Group Health Cooperative Dumps DDB, Hires FCB

A month after hiring DDB, Group Health Cooperative has ended its relationship with the shop and awarded its $2 million account to Foote, Cone & Belding, the client confirmed last week.

FCB Seattle was a finalist in this spring’s two-month review, along with crosstown shop Cole & Weber/Red Cell. The incumbent was Grady Britton in Portland, Ore.

When DDB Seattle was hired in April, Sharon Thomson, the client’s director of advertising and marketing communications, said Group Health wanted “a long-term relationship” and felt DDB’s strategic planning and creative meshed well with Group Health’s plans [Adweek, April 22]. But in a statement issued last week, Thomson said the two “could not reach creative terms.”

Thomson said DDB and Group Health agreed on the audience and strategy but had a difference of opinion regarding the tone of the campaign. “You have to be careful with humor,” she said, adding that the nonprofit managed health care group wants to appeal to a younger crowd without alienating existing customers.

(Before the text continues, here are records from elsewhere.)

#![allow(clippy::unwrap_used)]
// Integration tests for the data services: REST call → store mutation,
// with failures surfaced instead of swallowed.

use pretty_assertions::assert_eq;
use serde_json::json;
use uuid::Uuid;
use wiremock::matchers::{method, path};
use wiremock::{Mock, MockServer, ResponseTemplate};

use mselkit_core::model::{CreateTeamRequest, RecordId, UpdateMselRequest};
use mselkit_core::{CoreError, ServerConfig, Workbench};

// ── Helpers ─────────────────────────────────────────────────────────

async fn setup() -> (MockServer, Workbench) {
    let server = MockServer::start().await;
    let config = ServerConfig::oneshot(
        server.uri().parse().unwrap(),
        secrecy::SecretString::from("test-token".to_string()),
    );
    let workbench = Workbench::new(config).unwrap();
    (server, workbench)
}

fn msel_json(id: Uuid, name: &str) -> serde_json::Value {
    json!({ "id": id, "name": name, "status": "Pending" })
}

// ── Loads ───────────────────────────────────────────────────────────

#[tokio::test]
async fn load_replaces_the_collection() {
    let (server, workbench) = setup().await;
    let id_a = Uuid::from_u128(1);
    let id_b = Uuid::from_u128(2);

    Mock::given(method("GET"))
        .and(path("/api/msels"))
        .respond_with(ResponseTemplate::new(200).set_body_json(json!([
            msel_json(id_a, "Bravo"),
            msel_json(id_b, "Alpha"),
        ])))
        .mount(&server)
        .await;

    workbench.msels().load().await.unwrap();

    let store = workbench.store();
    assert_eq!(store.msels().len(), 2);
    assert!(!store.msels().is_loading());

    // Default sort puts Alpha first even though Bravo arrived first.
    let sorted = workbench.msels().query().select_all().latest();
    assert_eq!(sorted[0].name, "Alpha");
    assert_eq!(sorted[1].name, "Bravo");
}

#[tokio::test]
async fn failed_load_empties_the_collection_and_surfaces_the_error() {
    let (server, workbench) = setup().await;

    // Prime the store so we can observe the reset.
    Mock::given(method("GET"))
        .and(path("/api/msels"))
        .respond_with(ResponseTemplate::new(200).set_body_json(json!([
            msel_json(Uuid::from_u128(1), "Existing"),
        ])))
        .expect(1)
        .mount(&server)
        .await;
    workbench.msels().load().await.unwrap();
    assert_eq!(workbench.store().msels().len(), 1);
    server.reset().await;

    Mock::given(method("GET"))
        .and(path("/api/msels"))
        .respond_with(ResponseTemplate::new(500).set_body_json(json!({
            "title": "Internal Server Error",
            "status": 500
        })))
        .mount(&server)
        .await;

    let result = workbench.msels().load().await;

    assert!(
        matches!(result, Err(CoreError::Api { .. })),
        "expected surfaced Api error, got: {result:?}"
    );
    assert!(workbench.store().msels().is_empty());
    assert!(!workbench.store().msels().is_loading());
}

// ── Writes ──────────────────────────────────────────────────────────

#[tokio::test]
async fn create_adds_the_server_response_to_the_store() {
    let (server, workbench) = setup().await;
    let id = Uuid::from_u128(7);

    Mock::given(method("POST"))
        .and(path("/api/teams"))
        .respond_with(ResponseTemplate::new(201).set_body_json(json!({
            "id": id,
            "name": "Blue Cell",
            "shortName": "blue"
        })))
        .mount(&server)
        .await;

    let request = CreateTeamRequest {
        name: "Blue Cell".into(),
        short_name: "blue".into(),
        email: None,
    };
    let created = workbench.teams().create(&request).await.unwrap();

    assert_eq!(created.name, "Blue Cell");
    assert_eq!(workbench.store().teams().len(), 1);
}

#[tokio::test]
async fn failed_create_leaves_the_store_untouched() {
    let (server, workbench) = setup().await;

    Mock::given(method("POST"))
        .and(path("/api/teams"))
        .respond_with(ResponseTemplate::new(400).set_body_json(json!({
            "title": "Bad Request",
            "status": 400,
            "detail": "name already in use"
        })))
        .mount(&server)
        .await;

    let request = CreateTeamRequest {
        name: "Blue Cell".into(),
        short_name: "blue".into(),
        email: None,
    };
    let result = workbench.teams().create(&request).await;

    assert!(result.is_err());
    assert!(workbench.store().teams().is_empty());
}

#[tokio::test]
async fn update_replaces_the_stored_record() {
    let (server, workbench) = setup().await;
    let id = Uuid::from_u128(3);

    Mock::given(method("GET"))
        .and(path("/api/msels"))
        .respond_with(
            ResponseTemplate::new(200).set_body_json(json!([msel_json(id, "Before")])),
        )
        .mount(&server)
        .await;
    workbench.msels().load().await.unwrap();

    Mock::given(method("PUT"))
        .and(path(format!("/api/msels/{id}")))
        .respond_with(ResponseTemplate::new(200).set_body_json(msel_json(id, "After")))
        .mount(&server)
        .await;

    let request = UpdateMselRequest {
        name: Some("After".into()),
        ..UpdateMselRequest::default()
    };
    workbench.msels().update(&id, &request).await.unwrap();

    let stored = workbench.store().msels().get(&RecordId::Uuid(id)).unwrap();
    assert_eq!(stored.name, "After");
    assert_eq!(workbench.store().msels().len(), 1);
}

#[tokio::test]
async fn delete_removes_the_record_after_server_confirmation() {
    let (server, workbench) = setup().await;
    let id = Uuid::from_u128(4);

    Mock::given(method("GET"))
        .and(path("/api/msels"))
        .respond_with(ResponseTemplate::new(200).set_body_json(json!([msel_json(id, "Doomed")])))
        .mount(&server)
        .await;
    workbench.msels().load().await.unwrap();

    Mock::given(method("DELETE"))
        .and(path(format!("/api/msels/{id}")))
        .respond_with(ResponseTemplate::new(204))
        .mount(&server)
        .await;

    workbench.msels().delete(&id).await.unwrap();
    assert!(workbench.store().msels().is_empty());
}

#[tokio::test]
async fn failed_delete_keeps_the_record() {
    let (server, workbench) = setup().await;
    let id = Uuid::from_u128(5);

    Mock::given(method("GET"))
        .and(path("/api/msels"))
        .respond_with(ResponseTemplate::new(200).set_body_json(json!([msel_json(id, "Kept")])))
        .mount(&server)
        .await;
    workbench.msels().load().await.unwrap();

    Mock::given(method("DELETE"))
        .and(path(format!("/api/msels/{id}")))
        .respond_with(ResponseTemplate::new(403).set_body_string("forbidden"))
        .mount(&server)
        .await;

    let result = workbench.msels().delete(&id).await;
    assert!(matches!(result, Err(CoreError::PermissionDenied { .. })));
    assert_eq!(workbench.store().msels().len(), 1);
}

// ── Workbench lifecycle ─────────────────────────────────────────────

#[tokio::test]
async fn open_msel_loads_every_collection_and_sets_active() {
    let (server, workbench) = setup().await;
    let msel_id = Uuid::from_u128(9);
    let team_id = Uuid::from_u128(10);

    Mock::given(method("GET"))
        .and(path(format!("/api/msels/{msel_id}")))
        .respond_with(ResponseTemplate::new(200).set_body_json(msel_json(msel_id, "Sentinel")))
        .mount(&server)
        .await;

    Mock::given(method("GET"))
        .and(path(format!("/api/msels/{msel_id}/scenario-events")))
        .respond_with(ResponseTemplate::new(200).set_body_json(json!([{
            "id": Uuid::from_u128(11),
            "mselId": msel_id,
            "rowIndex": 1
        }])))
        .mount(&server)
        .await;

    Mock::given(method("GET"))
        .and(path(format!("/api/msels/{msel_id}/teams")))
        .respond_with(ResponseTemplate::new(200).set_body_json(json!([{
            "id": team_id,
            "name": "Blue Cell",
            "shortName": "blue"
        }])))
        .mount(&server)
        .await;

    // Remaining core collections are present but empty.
    for endpoint in [
        "data-fields",
        "data-values",
        "units",
        "moves",
        "cards",
    ] {
        Mock::given(method("GET"))
            .and(path(format!("/api/msels/{msel_id}/{endpoint}")))
            .respond_with(ResponseTemplate::new(200).set_body_json(json!([])))
            .mount(&server)
            .await;
    }

    // Feature endpoints answer 404 (disabled): treated as empty.
    for endpoint in [
        "card-teams",
        "cite-roles",
        "cite-actions",
        "invitations",
        "player-applications",
    ] {
        Mock::given(method("GET"))
            .and(path(format!("/api/msels/{msel_id}/{endpoint}")))
            .respond_with(ResponseTemplate::new(404))
            .mount(&server)
            .await;
    }

    workbench.open_msel(&msel_id).await.unwrap();

    let store = workbench.store();
    assert_eq!(store.msels().active().unwrap().name, "Sentinel");
    assert_eq!(store.scenario_events().len(), 1);
    assert_eq!(store.teams().len(), 1);
    assert!(store.cite_roles().is_empty());

    workbench.close_msel();
    assert!(store.msels().active().is_none());
}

DDB managing partner Jan Edmonston said in a statement that DDB “presented a number of creative concepts that were clearly out of Group Health’s comfort zone. We refused to bend, and so did they.” He added: “The marketing challenges they face in terms of repositioning themselves to a younger audience can’t be addressed by doing dull, uninspired advertising.”

A contract between the two firms had not yet been signed.

The 55-year-old Seattle-based client hired FCB because “further review of FCB’s creative revealed their understanding of Group Health’s need for a message that will engage people on an emotional level, relevant to our target audience,” Thomson said.

FCB executive creative director Mary Knight said the shop will use “real-life humor. The work we showed was pretty aggressive, but it was humor that felt right for the Group Health Cooperative brand.”

The shop is developing a TV, print and radio campaign for the fall to coincide with Group Health’s open-enrollment season.